Dataset content:
+++++

//! Configuration Error Types

use derive_more::{Display, Error};
use std::path::PathBuf;

/// A configuration error with automatic location tracking.
pub type Error = exn::Exn<ErrorKind>;
/// Result type alias for configuration operations.
pub type Result<T> = std::result::Result<T, Error>;

#[derive(Debug, Display, Error, Clone, PartialEq, Eq)]
pub enum ErrorKind {
    /// An explicitly requested configuration file does not exist.
    #[display("configuration file not found: {}", _0.display())]
    FileNotFound(#[error(not(source))] PathBuf),
    /// A provider failed to parse, or a value has the wrong type.
    #[display("could not load configuration")]
    Load,
    /// Values parsed but are out of range or malformed.
    #[display("invalid configuration: {_0}")]
    Invalid(#[error(not(source))] String),
}

impl ErrorKind {
    /// Returns `true` if retrying might succeed.
    pub fn is_retryable(&self) -> bool {
        false
    }
}
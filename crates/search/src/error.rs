//! Search Error Types

use derive_more::{Display, Error};
use scripture_corpus::ChapterRef;

/// A search error with automatic location tracking.
pub type Error = exn::Exn<ErrorKind>;
/// Result type alias for search operations.
pub type Result<T> = std::result::Result<T, Error>;

#[derive(Debug, Display, Error, Clone, PartialEq, Eq)]
pub enum ErrorKind {
    /// The blocking scan task panicked or was cancelled by the runtime.
    #[display("search worker failed")]
    Worker,
    /// The same verse was pushed twice while building the scan target.
    #[display("repeated verse: {chapter}:{verse}")]
    RepeatedVerse { chapter: ChapterRef, verse: u32 },
}

impl ErrorKind {
    /// Returns `true` if retrying might succeed.
    pub fn is_retryable(&self) -> bool {
        matches!(self, Self::Worker)
    }
}
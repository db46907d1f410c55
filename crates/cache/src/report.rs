use scripture_corpus::ChapterRef;

/// Point-in-time cache counters.
#[derive(Debug, Clone, Copy, Default, PartialEq, Eq)]
pub struct CacheStats {
    pub hits: u64,
    pub misses: u64,
    /// Entries dropped to make room (replacements and `clear` are not evictions).
    pub evictions: u64,
    pub len: usize,
    pub capacity: usize,
}
impl CacheStats {
    /// Hit rate between `0.0` and `1.0`.
    pub fn hit_rate(&self) -> f64 {
        match self.hits + self.misses {
            0 => 0.0,
            total => self.hits as f64 / total as f64,
        }
    }
}

/// Outcome of a best-effort preload.
#[derive(Debug, Clone, Default, PartialEq, Eq)]
pub struct PreloadReport {
    /// Chapters now resident in the cache, in request order.
    pub loaded: Vec<ChapterRef>,
    /// Chapters that could not be fetched.
    pub failed: Vec<ChapterRef>,
}
impl PreloadReport {
    pub fn is_complete(&self) -> bool {
        self.failed.is_empty()
    }
}
use crate::error::{Error, ErrorKind, Result, corpus_error};
use crate::index::{Book, BookIndex};
use crate::options::StoreOptions;
use derive_more::Display;
use exn::{OptionExt, ResultExt};
use parking_lot::Mutex;
use scripture_cache::{CacheStats, PreloadReport, VerseCache};
use scripture_config::Config;
use scripture_corpus::{Chapter, ChapterRef, CorpusHandle, CorpusInfo, LoaderHandle, SqliteLoader, Verse};
use scripture_search::{SearchCorpus, SearchEngine, SearchHit, SearchOutcome};
use std::sync::Arc;
use tokio::sync::watch;
use tracing::instrument;

/// Observable lifecycle state.
///
/// A reset goes `Ready → Resetting → Initializing → Ready`: `Resetting` while
/// the cache is dropped and the old handle closed, `Initializing` while the
/// corpus is reopened and indexed.
#[derive(Debug, Display, Clone, Copy, PartialEq, Eq)]
pub enum State {
    #[display("uninitialized")]
    Uninitialized,
    /// Opening and indexing the corpus, on first use or as part of a reset.
    #[display("initializing")]
    Initializing,
    #[display("ready")]
    Ready,
    /// Tearing down the previous handle before reopening.
    #[display("resetting")]
    Resetting,
    #[display("closing")]
    Closing,
    #[display("closed")]
    Closed,
}

/// Everything that belongs to one opened corpus. Replaced as a whole on
/// reset, so readers never see a handle paired with another handle's index.
struct Loaded {
    corpus: CorpusHandle,
    index: BookIndex,
    search: Arc<SearchCorpus>,
}

type Outcome = std::result::Result<Arc<Loaded>, ErrorKind>;
type Pending = watch::Receiver<Option<Outcome>>;

enum Role {
    Leader(watch::Sender<Option<Outcome>>),
    Follower(Pending),
}

enum Phase {
    Uninitialized,
    Initializing(Pending),
    Ready(Arc<Loaded>),
    Resetting(Pending),
    Closing,
    Closed,
}

/// The scripture data store.
///
/// Owns the corpus loader, the book index, the verse cache and the search
/// engine, and drives them through the lifecycle:
///
/// ```text
/// Uninitialized → Initializing → Ready → Closing → Closed
///                      ↑           │
///                      └ Resetting ┘
/// ```
///
/// All operations take `&self`; share the store behind an [`Arc`] as needed.
/// The lifecycle lock is synchronous and never held across an `.await`.
pub struct BibleStore {
    loader: LoaderHandle,
    options: StoreOptions,
    cache: VerseCache,
    search: SearchEngine,
    phase: Mutex<Phase>,
}
//! SQLite-backed corpus.
//!
//! The bundled asset is a plain SQLite database opened read-only. Opening it
//! validates the structure up front so that a broken asset is reported once,
//! at startup, instead of on every read.

use crate::book::BookId;
use crate::error::{Error, ErrorKind, Result};
use crate::loader::{Corpus, CorpusHandle, CorpusLoader, VerseStream};
use crate::models::{Chapter, CorpusInfo, VerseRecord};
use crate::rows::VerseRow;
use async_stream::stream;
use async_trait::async_trait;
use exn::OptionExt;
use futures::StreamExt;
use sqlx::sqlite::{SqliteConnectOptions, SqlitePool, SqlitePoolOptions};
use std::collections::HashMap;
use std::path::{Path, PathBuf};
use std::sync::Arc;
use std::sync::atomic::{AtomicBool, Ordering};
use tracing::instrument;

/// Schema version this crate understands.
pub const SCHEMA_VERSION: u32 = 1;
const REQUIRED_COLUMNS: [&str; 4] = ["book", "chapter", "verse", "text"];
// Reads are short and mostly served from the verse cache; a couple of
// connections is plenty for a single reader.
const MAX_CONNECTIONS: u32 = 2;
const SQLITE_CORRUPT: i32 = 11;
const SQLITE_NOTADB: i32 = 26;

/// Translate a raw `sqlx` error into an actionable kind, keeping the `sqlx` error
/// as a child in the error tree.
fn sqlx_error(err: sqlx::Error, fallback: ErrorKind) -> Error {
    let kind = classify(&err, fallback);
    exn::Exn::from(err).raise(kind)
}

fn classify(err: &sqlx::Error, fallback: ErrorKind) -> ErrorKind {
    match err {
        sqlx::Error::Io(_) | sqlx::Error::PoolTimedOut | sqlx::Error::WorkerCrashed => ErrorKind::Io,
        sqlx::Error::PoolClosed => ErrorKind::Closed,
        sqlx::Error::ColumnDecode { .. }
        | sqlx::Error::ColumnNotFound(_)
        | sqlx::Error::Decode(_)
        | sqlx::Error::TypeNotFound { .. } => ErrorKind::Corrupt("unexpected row shape"),
        sqlx::Error::Database(db) => match db.code().and_then(|code| code.parse::<i32>().ok()) {
            // Extended result codes keep the primary code in the low byte.
            Some(code) if matches!(code & 0xff, SQLITE_CORRUPT | SQLITE_NOTADB) => {
                ErrorKind::Corrupt("not a valid database")
            },
            _ => fallback,
        },
        _ => fallback,
    }
}

/// Opens the bundled SQLite asset at a fixed path.
#[derive(Debug, Clone)]
pub struct SqliteLoader {
    path: PathBuf,
    name: String,
    verify_integrity: bool,
}
impl SqliteLoader {
    pub fn new(path: impl Into<PathBuf>) -> Self {
        let path = path.into();
        Self { name: path.display().to_string(), path, verify_integrity: true }
    }

    /// Whether to run `PRAGMA quick_check` when opening (default: `true`).
    pub fn with_integrity_check(mut self, verify: bool) -> Self {
        self.verify_integrity = verify;
        self
    }

    pub fn path(&self) -> &Path {
        &self.path
    }
}

#[async_trait]
impl CorpusLoader for SqliteLoader {
    fn name(&self) -> &str {
        &self.name
    }

    async fn open(&self) -> Result<CorpusHandle> {
        let corpus = SqliteCorpus::open(&self.path, self.verify_integrity).await?;
        Ok(Arc::new(corpus))
    }
}

/// An opened, validated SQLite corpus.
#[derive(Debug)]
pub struct SqliteCorpus {
    pool: SqlitePool,
    info: CorpusInfo,
    // Book label exactly as stored in the asset, for querying by book.
    labels: HashMap<BookId, String>,
    closed: AtomicBool,
}

impl SqliteCorpus {
    /// Open the asset at `path` read-only and validate its structure.
    #[instrument(skip_all, fields(path = %path.as_ref().display()))]
    pub async fn open(path: impl AsRef<Path>, verify_integrity: bool) -> Result<Self> {
        let path = path.as_ref();
        let unavailable = || ErrorKind::Unavailable(path.to_path_buf());
        match tokio::fs::metadata(path).await {
            Ok(meta) if meta.is_file() => {},
            Ok(_) => exn::bail!(unavailable()),
            Err(err) => return Err(exn::Exn::from(err).raise(unavailable())),
        }
        let pool = SqlitePoolOptions::new()
            .max_connections(MAX_CONNECTIONS)
            .connect_with(Self::base_options().filename(path))
            .await
            .map_err(|err| sqlx_error(err, unavailable()))?;
        match Self::validate(&pool, verify_integrity).await {
            Ok((info, labels)) => {
                tracing::debug!(translation = ?info.translation, books = labels.len(), "Opened corpus");
                Ok(Self { pool, info, labels, closed: AtomicBool::new(false) })
            },
            Err(err) => {
                pool.close().await;
                Err(err)
            },
        }
    }

    /// Connection options for the read-only asset.
    fn base_options() -> SqliteConnectOptions {
        SqliteConnectOptions::new()
            // The asset ships with the application and is never written to.
            .read_only(true)
            .create_if_missing(false)
            .busy_timeout(std::time::Duration::from_millis(500))
    }

    async fn validate(pool: &SqlitePool, verify_integrity: bool) -> Result<(CorpusInfo, HashMap<BookId, String>)> {
        let schema_error = |err| sqlx_error(err, ErrorKind::Corrupt("unexpected schema"));

        let columns: Vec<String> = sqlx::query_scalar(include_str!("../queries/verse_columns.sql"))
            .fetch_all(pool)
            .await
            .map_err(schema_error)?;
        if !REQUIRED_COLUMNS.iter().all(|required| columns.iter().any(|column| column == required)) {
            exn::bail!(ErrorKind::Corrupt("verses table is missing required columns"));
        }

        let version: Option<String> = sqlx::query_scalar(include_str!("../queries/get_metadata.sql"))
            .bind("schema_version")
            .fetch_optional(pool)
            .await
            .map_err(schema_error)?;
        let schema_version = version
            .and_then(|v| v.trim().parse::<u32>().ok())
            .ok_or_raise(|| ErrorKind::Corrupt("missing schema version marker"))?;
        if schema_version != SCHEMA_VERSION {
            tracing::warn!(found = schema_version, expected = SCHEMA_VERSION, "Unsupported corpus schema version");
            exn::bail!(ErrorKind::Corrupt("unsupported schema version"));
        }
        let translation: Option<String> = sqlx::query_scalar(include_str!("../queries/get_metadata.sql"))
            .bind("translation")
            .fetch_optional(pool)
            .await
            .map_err(schema_error)?;

        if verify_integrity {
            let report: Vec<String> =
                sqlx::query_scalar("PRAGMA quick_check").fetch_all(pool).await.map_err(schema_error)?;
            if report.first().map(String::as_str) != Some("ok") {
                tracing::warn!(?report, "Corpus failed integrity check");
                exn::bail!(ErrorKind::Corrupt("integrity check failed"));
            }
        }

        let stored: Vec<String> = sqlx::query_scalar(include_str!("../queries/list_book_labels.sql"))
            .fetch_all(pool)
            .await
            .map_err(schema_error)?;
        let mut labels = HashMap::with_capacity(stored.len());
        for label in stored {
            let Some(book) = BookId::parse(&label) else {
                tracing::warn!(label, "Corpus contains a book outside the canon");
                exn::bail!(ErrorKind::Corrupt("unknown book label"));
            };
            if labels.insert(book, label).is_some() {
                exn::bail!(ErrorKind::Corrupt("book stored under more than one label"));
            }
        }

        Ok((CorpusInfo { translation, schema_version }, labels))
    }

    fn ensure_open(&self) -> Result<()> {
        match self.closed.load(Ordering::Acquire) {
            true => exn::bail!(ErrorKind::Closed),
            false => Ok(()),
        }
    }

    /// Get a reference to the underlying connection pool.
    pub fn pool(&self) -> &SqlitePool {
        &self.pool
    }
}

#[async_trait]
impl Corpus for SqliteCorpus {
    fn info(&self) -> &CorpusInfo {
        &self.info
    }

    async fn read_chapter(&self, book: BookId, chapter: u32) -> Result<Chapter> {
        self.ensure_open()?;
        let label = self.labels.get(&book).ok_or_raise(|| ErrorKind::ChapterNotFound(book, chapter))?;
        let rows: Vec<VerseRow> = sqlx::query_as(include_str!("../queries/read_chapter.sql"))
            .bind(label)
            .bind(i64::from(chapter))
            .fetch_all(&self.pool)
            .await
            .map_err(|err| sqlx_error(err, ErrorKind::Io))?;
        if rows.is_empty() {
            exn::bail!(ErrorKind::ChapterNotFound(book, chapter));
        }
        let verses = rows
            .into_iter()
            .map(|row| VerseRecord::try_from(row).map(|record| record.verse))
            .collect::<Result<Vec<_>>>()?;
        Chapter::new(book, chapter, verses)
    }

    fn verse_rows(&self) -> VerseStream<'_> {
        if let Err(err) = self.ensure_open() {
            return Box::pin(futures::stream::once(async move { Err(err) }));
        }
        Box::pin(stream! {
            let mut rows = sqlx::query_as::<_, VerseRow>(include_str!("../queries/all_verses.sql")).fetch(&self.pool);
            while let Some(row) = rows.next().await {
                yield match row {
                    Ok(row) => VerseRecord::try_from(row),
                    Err(err) => Err(sqlx_error(err, ErrorKind::Io)),
                };
            }
        })
    }

    async fn close(&self) {
        if self.closed.swap(true, Ordering::AcqRel) {
            return;
        }
        self.pool.close().await;
        tracing::debug!("Closed corpus");
    }

    fn is_closed(&self) -> bool {
        self.closed.load(Ordering::Acquire)
    }
}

+++++

Up to and including the line that contains "search error with automatic location tracking.", restate word for word every line of the entries, starting from the first.

//! Configuration Error Types

use derive_more::{Display, Error};
use std::path::PathBuf;

/// A configuration error with automatic location tracking.
pub type Error = exn::Exn<ErrorKind>;
/// Result type alias for configuration operations.
pub type Result<T> = std::result::Result<T, Error>;

#[derive(Debug, Display, Error, Clone, PartialEq, Eq)]
pub enum ErrorKind {
    /// An explicitly requested configuration file does not exist.
    #[display("configuration file not found: {}", _0.display())]
    FileNotFound(#[error(not(source))] PathBuf),
    /// A provider failed to parse, or a value has the wrong type.
    #[display("could not load configuration")]
    Load,
    /// Values parsed but are out of range or malformed.
    #[display("invalid configuration: {_0}")]
    Invalid(#[error(not(source))] String),
}

impl ErrorKind {
    /// Returns `true` if retrying might succeed.
    pub fn is_retryable(&self) -> bool {
        false
    }
}
filename crates/search/src/error.rs
//! Search Error Types

use derive_more::{Display, Error};
use scripture_corpus::ChapterRef;

/// A search error with automatic location tracking.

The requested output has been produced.